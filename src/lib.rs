//! Quick settings torch tile backed by a sysfs LED control file.
//!
//! [`TorchTile`] reads and flips the torch through a [`ControlFile`] and draws
//! itself on whatever [`TileSurface`] the host hands it. Hosts deliver events
//! through [`TileHost`]; [`TileDispatcher`] is the in-process one.

pub mod control_file;
pub mod error;
pub mod host;
pub mod tile;
pub mod tile_config;

pub use control_file::{read_first_line, write_value, ControlFile, Outcome};
pub use error::{AccessError, ConfigError, Op};
pub use host::{RecordingSurface, TileDispatcher};
pub use tile::{Icon, TileEvent, TileHandler, TileHost, TileState, TileSurface, TorchTile};
pub use tile_config::{load_config, TileConfig, TorchEncoding, DEFAULT_CONTROL_PATH};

________________________

▸ WORK ORDER
All of the material above is to be retyped word for word.

▸ SOLUTION TO THIS TASK
filename src/lib.rs
//! Quick settings torch tile backed by a sysfs LED control file.
//!
//! [`TorchTile`] reads and flips the torch through a [`ControlFile`] and draws
//! itself on whatever [`TileSurface`] the host hands it. Hosts deliver events
//! through [`TileHost`]; [`TileDispatcher`] is the in-process one.

pub mod control_file;
pub mod error;
pub mod host;
pub mod tile;
pub mod tile_config;

pub use control_file::{read_first_line, write_value, ControlFile, Outcome};
pub use error::{AccessError, ConfigError, Op};
pub use host::{RecordingSurface, TileDispatcher};
pub use tile::{Icon, TileEvent, TileHandler, TileHost, TileState, TileSurface, TorchTile};
pub use tile_config::{load_config, TileConfig, TorchEncoding, DEFAULT_CONTROL_PATH};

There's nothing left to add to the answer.